This is a joke right? This can’t be a real post. The entitlement is literally not believable. But on the offchance it is, then massively YTA. I started paying my MUM rent when I turned 18 and took care of my own dishes, laundry etc. If you have a problem with it, move out. You’ll be in the same situation but I guarantee you you’ll be paying way more in rent and utilities. The discount on all of those things, plus a safe and familiar place to stay is what you get when your family gives you a place to stay. Not a free ride while you work full time.


[deleted]

Yeah this isn’t real


Larkus_Says

Ok see thank you because I am super dense when it comes to be able to tell about things like this.

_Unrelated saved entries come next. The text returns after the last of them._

//! Error types
//!
//! Configuration errors are fatal and surface before the tick loop starts.
//! Checkpoint errors stay on the predictor thread and are only logged there.

use thiserror::Error;

/// Invalid or unreadable game configuration
#[derive(Error, Debug)]
pub enum ConfigError {
    #[error("actor {id}: mass must be positive (got {mass})")]
    InvalidMass { id: u32, mass: f64 },
    #[error("actor {id}: sample rate must be positive (got {rate})")]
    InvalidSampleRate { id: u32, rate: f64 },
    #[error("screen size must be positive on both axes (got {width}x{height})")]
    InvalidScreen { width: i32, height: i32 },
    #[error("pixels per meter must be positive (got {0})")]
    InvalidPixelScale(f64),
    #[error("predictor: {0}")]
    InvalidPredictor(String),
    #[error("shot period must be at least 1 tick (got {0})")]
    InvalidShotPeriod(i32),
    #[error("config I/O error: {0}")]
    Io(#[from] std::io::Error),
    #[error("config JSON error: {0}")]
    Json(#[from] serde_json::Error),
}

/// Failure reading or writing predictor weights
#[derive(Error, Debug)]
pub enum CheckpointError {
    #[error("checkpoint I/O error: {0}")]
    Io(#[from] std::io::Error),
    #[error("checkpoint tensor error: {0}")]
    Tensor(#[from] candle_core::Error),
}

And the dystopic nightmare of real events and attitudes being indistinguishable from satire is not helping rn.


[deleted]

I honestly don’t know how they stay up so long. It’s like mods sometimes takedown posts that don’t seem fake and don’t seem to break any rules and the rule cited makes no sense but then these stay up? Just weird lol, def wouldn’t want to be a mod


CandylandCanada

I check the cake date whenever something wacky is posted. It's almost always the same day as the post.


mortgage_gurl

When I was 20 I paid my parents $300/mo and that was in the mid 80’s! The entitlement is massive with this one but I’m a bit shocked they are surprised or that ignorant to the cost of living


Phoenix612

You lost me massively when you state you can’t clean your dishes at night because it interferes with your “sleep cycle”. Wtf? YTA. If you don’t like his terms, if you think they are unreasonable, then move out.


[deleted]

[удалено]


blueeyedwolff

You are now an adult and working full time. Pay rent and utilities or find your own place. And for goodness sake, start washing your own dishes!!! Yikes. Hoping this is a bait post.


wtfaidhfr

YTA. You're an adult. Bills are part of life. Giving you a room free for 4 months WAS him being generous. Now you need to step up and pay


chaosilike

Info: What was the agreement made between you and your uncle? That you would stay for free? Is your dad suppose to supplement your expenses? 500$ for a room sounds about right.


[deleted]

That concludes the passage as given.